Topic: Research the requirements for admission to the New York bar for foreign licensed attorneys with LL.M. degrees. Summarize these requirements. How could these requirements be modified and improved? How do your suggestions improve the bar admission process?
Journal Assignment #4
For LL.M students to be qualified to sit for New York bar examination, there are two categories of requirements; a first degree in law to kick in plus a LL.M degree to “cure” possible deficiencies.
In light of the first law degree requirement, differences exist between foreign licensed attorneys and foreign law students without admission to practice in other countries, but the differences are slight because both of them are required to qualify either durational requirements or substantive requirements, and the formers face slightly loose compliance. Durational requirements require the program of a foreign law student’ first law degree to be substantially equivalent in duration to the legal education provided by an ABA approved law school in the United States, also, the courses must be in substantial compliance with the instruction and academic calendar requirement of section 520.3(c)(1)(i) and (ii) and (d)(2) of the rules. So the key of issue turns out to be the “substantive requirements” of the rule, the requirements seem to be gatekeeper of the bar examination and bottom line allowing foreign legal educated law students to sit for its state forum bar.
The substantive requirement talks most about the equivalence of legal education in the United States. If a student holds a first degree in law is from a country whose jurisprudence is based upon the principles of English Common law, and the program and courses were substantial equivalent of those in ABA approved law school, then he or she might also face a looser standard of durational requirement, for example, students from common law countries with part-time or joint degree can satisfy this requirement and use LL.M degree to cure the durational requirements. How about students from civil law countries? They cannot. Given the basic idea of substantive requirements, it is not hard to understand the second category of requirements set in LL.M degree, which focus on criteria like credit hours, duration of instruction time and semester calendar as well as course requirement, for instance, legal research and writing are compulsory.

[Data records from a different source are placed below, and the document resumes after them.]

mod constants;
mod distances;

pub use distances::Distance;

use crate::math::taylor::horner;
use crate::Error;
use log::{trace, warn};

/// An ellipsoid of revolution, given by its semimajor axis, *a*, and
/// flattening, *f*.
///
/// The constructors guarantee *1 ≤ a ≤ 10²²* and *0 ≤ f ≤ 1/150*: the
/// series used by the [great ellipse](crate::GreatEllipse) solver are
/// validated for flattenings up to that of the [`srm_max`](Ellipsoid::srm_max)
/// test body only.
#[derive(Clone, Copy, Debug, PartialEq)]
pub struct Ellipsoid {
    a: f64,
    f: f64,
}

/// GRS80 is the default ellipsoid.
impl Default for Ellipsoid {
    fn default() -> Ellipsoid {
        Ellipsoid::grs1980()
    }
}

/// Constructors for `Ellipsoid`
impl Ellipsoid {
    /// User defined ellipsoid.
    ///
    /// Flattenings too small to make a difference at double precision are
    /// set to 0, i.e. the result is a sphere.
    pub fn new(semimajor_axis: f64, flattening: f64) -> Result<Ellipsoid, Error> {
        if !(1. ..=1e22).contains(&semimajor_axis) {
            warn!("Ellipsoid: Bad semimajor axis: {semimajor_axis}");
            return Err(Error::Domain(
                "Ellipsoid::new",
                format!("a = {semimajor_axis}"),
            ));
        }
        if !(0. ..=1. / 150.).contains(&flattening) {
            warn!("Ellipsoid: Bad flattening: {flattening}");
            return Err(Error::Domain("Ellipsoid::new", format!("f = {flattening}")));
        }
        let mut f = flattening;
        if f < constants::SQRT_EPSILON {
            if f > 0. {
                trace!("Ellipsoid: flattening {f} snapped to 0");
            }
            f = 0.;
        }
        Ok(Ellipsoid {
            a: semimajor_axis,
            f,
        })
    }

    /// A sphere of radius `radius`
    pub fn sphere(radius: f64) -> Result<Ellipsoid, Error> {
        if !(1. ..=1e22).contains(&radius) {
            warn!("Ellipsoid: Bad radius: {radius}");
            return Err(Error::Domain("Ellipsoid::sphere", format!("r = {radius}")));
        }
        Ok(Ellipsoid { a: radius, f: 0. })
    }

    /// Predefined ellipsoid, given by name (case insensitive), or given as a
    /// string formatted (a, rf) tuple, e.g. "6378137, 298.25". A zero
    /// reciprocal flattening indicates a sphere.
    pub fn named(name: &str) -> Result<Ellipsoid, Error> {
        let mut name = name.trim();
        if let Some(&(_, full)) = constants::ALIASES
            .iter()
            .find(|alias| alias.0.eq_ignore_ascii_case(name))
        {
            name = full;
        }

        // Is it one of the builtins?
        if let Some(index) = constants::ELLIPSOID_LIST
            .iter()
            .position(|ellps| ellps.0.eq_ignore_ascii_case(name))
        {
            return Ok(Ellipsoid::from_list(index));
        }

        // Remove optional parenthesis
        let stripped = name
            .strip_prefix('(')
            .and_then(|n| n.strip_suffix(')'))
            .unwrap_or(name);

        // The "semimajor, reciprocal-flattening" form, e.g. "6378137, 298.3"
        let a_and_rf = stripped.split(',').collect::<Vec<_>>();
        if a_and_rf.len() == 2_usize {
            if let Ok(a) = a_and_rf[0].trim().parse::<f64>() {
                if let Ok(rf) = a_and_rf[1].trim().parse::<f64>() {
                    // EPSG convention: zero reciprocal flattening indicates zero flattening
                    let f = if rf != 0.0 { 1.0 / rf } else { rf };
                    return Ellipsoid::new(a, f);
                }
            }
        }

        warn!("Ellipsoid: Unknown ellipsoid: {name}");
        Err(Error::NotFound(
            String::from(name),
            String::from("Ellipsoid::named()"),
        ))
    }

    fn from_list(index: usize) -> Ellipsoid {
        let (_, a, f) = constants::ELLIPSOID_LIST[index];
        Ellipsoid { a, f }
    }

    /// The ellipsoid of the North American Datum 1927
    #[must_use]
    pub fn clarke1866() -> Ellipsoid {
        Ellipsoid::from_list(0)
    }

    /// The ellipsoid adopted by IUGG in 1924 (Madrid)
    #[must_use]
    pub fn international1924() -> Ellipsoid {
        Ellipsoid::from_list(1)
    }

    /// The World Geodetic System 1972 ellipsoid
    #[must_use]
    pub fn wgs1972() -> Ellipsoid {
        Ellipsoid::from_list(2)
    }

    /// The ellipsoid adopted by IUGG in 1967 (Lucerne)
    #[must_use]
    pub fn grs1967() -> Ellipsoid {
        Ellipsoid::from_list(3)
    }

    /// The ellipsoid adopted by IUGG in 1979 (Canberra)
    #[must_use]
    pub fn grs1980() -> Ellipsoid {
        Ellipsoid::from_list(4)
    }

    /// The World Geodetic System 1984 ellipsoid
    #[must_use]
    pub fn wgs1984() -> Ellipsoid {
        Ellipsoid::from_list(5)
    }

    /// The ellipsoid of the IERS Technical Note No. 32
    #[must_use]
    pub fn iers2003() -> Ellipsoid {
        Ellipsoid::from_list(6)
    }

    /// An ellipsoid with exaggerated flattening (f = 1/150), for testing
    /// the algorithms at the edge of their domain
    #[must_use]
    pub fn srm_max() -> Ellipsoid {
        Ellipsoid::from_list(7)
    }
}

impl Ellipsoid {
    // ----- Axes ------------------------------------------------------------------

    /// The semimajor axis, *a*
    #[must_use]
    pub fn semimajor_axis(&self) -> f64 {
        self.a
    }

    /// The semiminor axis, *b*
    #[must_use]
    pub fn semiminor_axis(&self) -> f64 {
        self.a * (1.0 - self.f)
    }

    // ----- Flattenings -----------------------------------------------------------

    /// The flattening, *f = (a - b)/a*
    #[must_use]
    pub fn flattening(&self) -> f64 {
        self.f
    }

    /// The second flattening, *f' = (a - b) / b*
    #[must_use]
    pub fn second_flattening(&self) -> f64 {
        self.f / (1.0 - self.f)
    }

    /// The third flattening, *n = (a - b) / (a + b) = f / (2 - f)*
    #[must_use]
    pub fn third_flattening(&self) -> f64 {
        self.f / (2.0 - self.f)
    }

    /// The aspect ratio, *b / a  =  1 - f  =  sqrt(1 - e²)*
    #[must_use]
    pub fn aspect_ratio(&self) -> f64 {
        1.0 - self.f
    }

    // ----- Eccentricities --------------------------------------------------------

    /// The squared eccentricity *e² = (a² - b²) / a²*.
    #[must_use]
    pub fn eccentricity_squared(&self) -> f64 {
        self.f * (2_f64 - self.f)
    }

    /// The eccentricity *e*
    #[must_use]
    pub fn eccentricity(&self) -> f64 {
        self.eccentricity_squared().sqrt()
    }

    /// The squared second eccentricity *e'² = (a² - b²) / b² = e² / (1 - e²)*
    #[must_use]
    pub fn second_eccentricity_squared(&self) -> f64 {
        let es = self.eccentricity_squared();
        es / (1.0 - es)
    }

    /// The squared third eccentricity *e"² = (a² - b²) / (a² + b²)*
    #[must_use]
    pub fn third_eccentricity_squared(&self) -> f64 {
        let b_over_a = 1.0 - self.f;
        self.eccentricity_squared() / (1.0 + b_over_a * b_over_a)
    }

    // ----- Mean radii ------------------------------------------------------------

    /// The radius of a sphere with meridians of the same length as those of
    /// the ellipsoid.
    ///
    /// Uses Ramanujan's ([1914](crate::Bibliography::Ram14)) celebrated
    /// approximation to the perimeter of an ellipse.
    #[must_use]
    pub fn meridian_mean_radius(&self) -> f64 {
        let n = self.third_flattening();
        let t = 3. * n * n;
        self.a * (1. - self.f / 2.) * (1. + t / (10. + (4. - t).sqrt()))
    }

    /// The authalic radius, i.e. the radius of a sphere of the same surface
    /// area as the ellipsoid
    #[must_use]
    pub fn authalic_radius(&self) -> f64 {
        let es = self.eccentricity_squared();
        let series = horner(es, &constants::AUTHALIC_SERIES);
        self.a * ((1. + (1. - es) * series) / 2.).sqrt()
    }
}

// ----- Tests ---------------------------------------------------------------------
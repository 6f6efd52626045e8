use std::ops::Index;

/// Geocentric cartesian coordinate triple (X, Y, Z), in meters.
#[derive(Debug, Default, PartialEq, Copy, Clone)]
pub struct Cartesian(pub [f64; 3]);

impl Cartesian {
    /// A `Cartesian` from its three components
    #[must_use]
    pub fn raw(x: f64, y: f64, z: f64) -> Cartesian {
        Cartesian([x, y, z])
    }

    /// A `Cartesian` consisting of 3 `0`s
    #[must_use]
    pub fn origin() -> Cartesian {
        Cartesian([0., 0., 0.])
    }

    #[must_use]
    pub fn x(&self) -> f64 {
        self.0[0]
    }

    #[must_use]
    pub fn y(&self) -> f64 {
        self.0[1]
    }

    #[must_use]
    pub fn z(&self) -> f64 {
        self.0[2]
    }

    /// Euclidean distance between two points in the 3D space.
    ///
    /// Being computed along the straight line, i.e. through the interior of
    /// the ellipsoid, this is the chord length, and it is never larger than
    /// the corresponding [great ellipse](crate::GreatEllipse) distance.
    ///
    /// # Examples
    ///
    /// ```rust
    /// use geodetic::Cartesian;
    /// let t = 1000 as f64;
    /// let p0 = Cartesian::origin();
    /// let p1 = Cartesian::raw(t, t, t);
    /// assert_eq!(p0.hypot3(&p1), t.hypot(t).hypot(t));
    /// ```
    #[must_use]
    pub fn hypot3(&self, other: &Self) -> f64 {
        (self[0] - other[0])
            .hypot(self[1] - other[1])
            .hypot(self[2] - other[2])
    }
}

impl Index<usize> for Cartesian {
    type Output = f64;
    fn index(&self, i: usize) -> &Self::Output {
        &self.0[i]
    }
}

// ----- T E S T S ---------------------------------------------------

#[cfg(test)]
mod tests {
    use super::*;

    #[test]
    fn components() {
        let c = Cartesian::raw(7., 8., 9.);
        assert_eq!((c.x(), c.y(), c.z()), (7., 8., 9.));
        assert_eq!([c[0], c[1], c[2]], c.0);
        assert_eq!(Cartesian::origin(), Cartesian::default());
    }

    #[test]
    fn chord() {
        let a = Cartesian::raw(1., 2., 3.);
        let b = Cartesian::raw(4., 6., 3.);
        assert_eq!(a.hypot3(&b), 5.);
        assert_eq!(b.hypot3(&a), 5.);
        assert_eq!(a.hypot3(&a), 0.);
    }
}
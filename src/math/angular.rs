/// Normalize the direction `(y, x)` to the unit circle, returning the pair
/// `(sin, cos)` of the angle it represents.
///
/// Directions too short to carry any information (norm below machine epsilon)
/// are conventionally taken to be the zero angle, `(0, 1)`. Hence `hat` never
/// produces NaN from finite input.
pub fn hat(y: f64, x: f64) -> (f64, f64) {
    let norm = y.hypot(x);
    if norm < f64::EPSILON {
        return (0., 1.);
    }
    (y / norm, x / norm)
}

/// Sine and cosine of an angle given in degrees.
///
/// The argument is reduced to [-45°, 45°] before conversion to radians, so
/// multiples of 90° come out exact, e.g. `sincos_deg(90.) == (1., 0.)`.
pub fn sincos_deg(angle: f64) -> (f64, f64) {
    let r = angle % 360.;
    let q = (r / 90.).round();
    let (s, c) = (r - 90. * q).to_radians().sin_cos();
    // NaN input makes q NaN, which casts to quadrant 0 and keeps the NaNs
    let (s, c) = match (q as i64).rem_euclid(4) {
        0 => (s, c),
        1 => (c, -s),
        2 => (-s, -c),
        _ => (-c, s),
    };
    // Get rid of negative zeros
    (s + 0., c + 0.)
}

/// Reduce a longitude (or longitude difference) to the half open range (-180°, 180°],
/// given that it is in [-360°, 360°] to begin with.
pub fn normalize_longitude(longitude: f64) -> f64 {
    if longitude <= -180. {
        return longitude + 360.;
    }
    if longitude > 180. {
        return longitude - 360.;
    }
    longitude
}

// ----- Tests ---------------------------------------------------------------------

Given the facts that students from common law countries facing a looser compliance, I would say evening the requirements for all foreign law students should be an improvement, because common law and civil law systems nowadays are actually learning from each other and differences are less and less. In addition, it is fair.
Most of foreign law students pursue LL.M degree from civil law countries are in their young age, and even experienced foreign attorneys with ongoing LL.M degree may have difficulty in adjusting to the legal career and representation or other consultation in the United States, so I suppose adding one more requirement of practicing law as intern in legal area for a period of time, not mere pro bono service, to be a licensed lawyer could be a necessity.